**Exercise:** Go through the listing and copy each line with the string "MulAssign".

**Supplied material:**
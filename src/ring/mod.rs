//! # Modular Integer Ring
//!
//! `ModRing<M>` is the ring of integers modulo `M`. With a prime modulus it is a
//! finite field, which makes it the natural scalar for exact elimination and
//! inversion: results compare equal without any tolerance.

use std::fmt;
use std::ops::{Add, AddAssign, Div, Mul, MulAssign, Sub, SubAssign};

use num_traits::{One, Zero};

use crate::utils::{Scalar, ScalarClass};

/// Integer residue modulo `M`.
///
/// `M` must be at least 2; smaller moduli are rejected when the type is
/// instantiated:
///
/// ```compile_fail
/// use dense_algebra::ModRing;
///
/// let _ = ModRing::<1>::new(0);
/// ```
#[derive(Debug, Clone, Copy, PartialEq, Eq, Hash)]
pub struct ModRing<const M: u32> {
    value: u32,
}

impl<const M: u32> ModRing<M> {
    const VALID_MODULUS: () = assert!(M >= 2, "ModRing modulus must be at least 2");

    pub fn new(value: u32) -> Self {
        let () = Self::VALID_MODULUS;
        ModRing { value: value % M }
    }

    /// Reduces a signed integer into `0..M`.
    pub fn from_signed(value: i64) -> Self {
        let () = Self::VALID_MODULUS;
        ModRing {
            value: value.rem_euclid(M as i64) as u32,
        }
    }

    pub fn value(&self) -> u32 {
        self.value
    }

    /// Multiplicative inverse via the extended Euclidean algorithm.
    /// `None` when `self` shares a factor with the modulus.
    pub fn inverse(self) -> Option<Self> {
        let (mut r0, mut r1) = (M as i64, self.value as i64);
        let (mut t0, mut t1) = (0i64, 1i64);
        while r1 != 0 {
            let q = r0 / r1;
            (r0, r1) = (r1, r0 - q * r1);
            (t0, t1) = (t1, t0 - q * t1);
        }
        if r0 != 1 {
            return None;
        }
        Some(Self::from_signed(t0))
    }
}

impl<const M: u32> Default for ModRing<M> {
    fn default() -> Self {
        Self::zero()
    }
}

impl<const M: u32> From<u32> for ModRing<M> {
    fn from(value: u32) -> Self {
        Self::new(value)
    }
}

impl<const M: u32> Add for ModRing<M> {
    type Output = Self;

    fn add(self, rhs: Self) -> Self {
        ModRing {
            value: ((self.value as u64 + rhs.value as u64) % M as u64) as u32,
        }
    }
}

impl<const M: u32> Sub for ModRing<M> {
    type Output = Self;

    fn sub(self, rhs: Self) -> Self {
        ModRing {
            value: ((self.value as u64 + M as u64 - rhs.value as u64) % M as u64) as u32,
        }
    }
}

impl<const M: u32> Mul for ModRing<M> {
    type Output = Self;

    fn mul(self, rhs: Self) -> Self {
        ModRing {
            value: ((self.value as u64 * rhs.value as u64) % M as u64) as u32,
        }
    }
}

impl<const M: u32> Div for ModRing<M> {
    type Output = Self;

    /// Multiplies by the inverse of `rhs`.
    ///
    /// # Panics
    /// When `rhs` is not a unit modulo `M`, in the same way integer division
    /// by zero panics.
    fn div(self, rhs: Self) -> Self {
        match rhs.inverse() {
            Some(inv) => self * inv,
            None => panic!("{} is not invertible modulo {}", rhs.value, M),
        }
    }
}

impl<const M: u32> AddAssign for ModRing<M> {
    fn add_assign(&mut self, rhs: Self) {
        *self = *self + rhs;
    }
}

impl<const M: u32> SubAssign for ModRing<M> {
    fn sub_assign(&mut self, rhs: Self) {
        *self = *self - rhs;
    }
}

impl<const M: u32> MulAssign for ModRing<M> {
    fn mul_assign(&mut self, rhs: Self) {
        *self = *self * rhs;
    }
}

impl<const M: u32> Zero for ModRing<M> {
    fn zero() -> Self {
        let () = Self::VALID_MODULUS;
        ModRing { value: 0 }
    }

    fn is_zero(&self) -> bool {
        self.value == 0
    }
}

impl<const M: u32> One for ModRing<M> {
    fn one() -> Self {
        Self::new(1)
    }
}

impl<const M: u32> Scalar for ModRing<M> {
    const CLASS: ScalarClass = ScalarClass::Modular;

    fn to_real(self) -> Option<f64> {
        None
    }

    fn from_real(_value: f64) -> Option<Self> {
        None
    }
}

impl<const M: u32> fmt::Display for ModRing<M> {
    fn fmt(&self, f: &mut fmt::Formatter<'_>) -> fmt::Result {
        fmt::Display::fmt(&self.value, f)
    }
}
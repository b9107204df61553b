//! Proxy configuration.

use std::time::Duration;

use crate::error::{Error, ErrorKind, Result};

/// Default listening port.
pub const DEFAULT_PORT: u16 = 8000;

/// Path prefixes forwarded by default: the REST API family and the
/// streaming (CometD) endpoint.
pub const DEFAULT_PREFIXES: &[&str] = &["/services/", "/cometd/"];

/// Configuration for the recovery proxy.
#[derive(Debug, Clone)]
pub struct ProxyConfig {
    /// Path prefixes to forward. Anything else is answered with 404.
    pub prefixes: Vec<String>,
    /// Address to bind.
    pub host: String,
    /// Preferred port. If taken, the OS picks one.
    pub port: u16,
    /// Connect timeout for upstream requests.
    pub connect_timeout: Duration,
    /// Overall timeout for one upstream request. Streaming long-polls hold a
    /// request open for close to two minutes.
    pub request_timeout: Duration,
    /// User-Agent sent upstream when the caller sent none.
    pub user_agent: String,
    /// Largest inbound body the proxy will buffer.
    pub max_body_bytes: usize,
}

impl Default for ProxyConfig {
    fn default() -> Self {
        Self {
            prefixes: DEFAULT_PREFIXES.iter().map(|p| p.to_string()).collect(),
            host: "127.0.0.1".to_string(),
            port: DEFAULT_PORT,
            connect_timeout: Duration::from_secs(10),
            request_timeout: Duration::from_secs(180),
            user_agent: format!("thunder-sf-proxy/{}", env!("CARGO_PKG_VERSION")),
            max_body_bytes: 32 * 1024 * 1024,
        }
    }
}

impl ProxyConfig {
    /// Create a new proxy config builder.
    pub fn builder() -> ProxyConfigBuilder {
        ProxyConfigBuilder::default()
    }

    /// Build the upstream HTTP client.
    ///
    /// Decompression and redirects are left to the caller so responses pass
    /// through untouched.
    pub fn http_client(&self) -> Result<reqwest::Client> {
        reqwest::Client::builder()
            .connect_timeout(self.connect_timeout)
            .timeout(self.request_timeout)
            .user_agent(&self.user_agent)
            .redirect(reqwest::redirect::Policy::none())
            .no_gzip()
            .no_deflate()
            .build()
            .map_err(|e| {
                Error::with_source(
                    ErrorKind::Config(format!("failed to build HTTP client: {e}")),
                    e,
                )
            })
    }
}

/// Builder for ProxyConfig.
#[derive(Debug, Default)]
pub struct ProxyConfigBuilder {
    config: ProxyConfig,
}

impl ProxyConfigBuilder {
    /// Replace the forwarded prefixes.
    pub fn with_prefixes<I, S>(mut self, prefixes: I) -> Self
    where
        I: IntoIterator<Item = S>,
        S: Into<String>,
    {
        self.config.prefixes = prefixes.into_iter().map(Into::into).collect();
        self
    }

    /// Set the bind address.
    pub fn with_host(mut self, host: impl Into<String>) -> Self {
        self.config.host = host.into();
        self
    }

    /// Set the preferred port. 0 lets the OS choose.
    pub fn with_port(mut self, port: u16) -> Self {
        self.config.port = port;
        self
    }

    /// Set the upstream connect timeout.
    pub fn with_connect_timeout(mut self, timeout: Duration) -> Self {
        self.config.connect_timeout = timeout;
        self
    }

    /// Set the upstream request timeout.
    pub fn with_request_timeout(mut self, timeout: Duration) -> Self {
        self.config.request_timeout = timeout;
        self
    }

    /// Set the default User-Agent.
    pub fn with_user_agent(mut self, user_agent: impl Into<String>) -> Self {
        self.config.user_agent = user_agent.into();
        self
    }

    /// Set the inbound body limit.
    pub fn with_max_body_bytes(mut self, limit: usize) -> Self {
        self.config.max_body_bytes = limit;
        self
    }

    /// Build the proxy configuration.
    ///
    /// Every prefix must start with `/`.
    pub fn build(self) -> Result<ProxyConfig> {
        if self.config.prefixes.is_empty() {
            return Err(Error::new(ErrorKind::Config(
                "at least one path prefix is required".to_string(),
            )));
        }
        if let Some(bad) = self.config.prefixes.iter().find(|p| !p.starts_with('/')) {
            return Err(Error::new(ErrorKind::Config(format!(
                "path prefix must start with '/': {bad}"
            ))));
        }
        Ok(self.config)
    }
}

#[cfg(test)]
mod tests {
    use super::*;

    #[test]
    fn test_default_config() {
        let config = ProxyConfig::default();
        assert_eq!(config.prefixes, vec!["/services/", "/cometd/"]);
        assert_eq!(config.port, 8000);
        assert_eq!(config.host, "127.0.0.1");
        assert!(config.user_agent.starts_with("thunder-sf-proxy/"));
    }

    #[test]
    fn test_builder() {
        let config = ProxyConfig::builder()
            .with_prefixes(["/services/"])
            .with_host("0.0.0.0")
            .with_port(0)
            .with_request_timeout(Duration::from_secs(5))
            .with_max_body_bytes(1024)
            .build()
            .unwrap();

        assert_eq!(config.prefixes, vec!["/services/"]);
        assert_eq!(config.host, "0.0.0.0");
        assert_eq!(config.port, 0);
        assert_eq!(config.request_timeout, Duration::from_secs(5));
        assert_eq!(config.max_body_bytes, 1024);
        assert!(config.http_client().is_ok());
    }

    #[test]
    fn test_builder_rejects_bad_prefixes() {
        let empty: [&str; 0] = [];
        assert!(ProxyConfig::builder().with_prefixes(empty).build().is_err());

        let err = ProxyConfig::builder()
            .with_prefixes(["services/"])
            .build()
            .unwrap_err();
        assert!(err.to_string().contains("must start with '/'"));
    }
}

**Task result:**
use std::ops::{Add, AddAssign, Div, Mul, MulAssign, Sub, SubAssign};
impl<const M: u32> MulAssign for ModRing<M> {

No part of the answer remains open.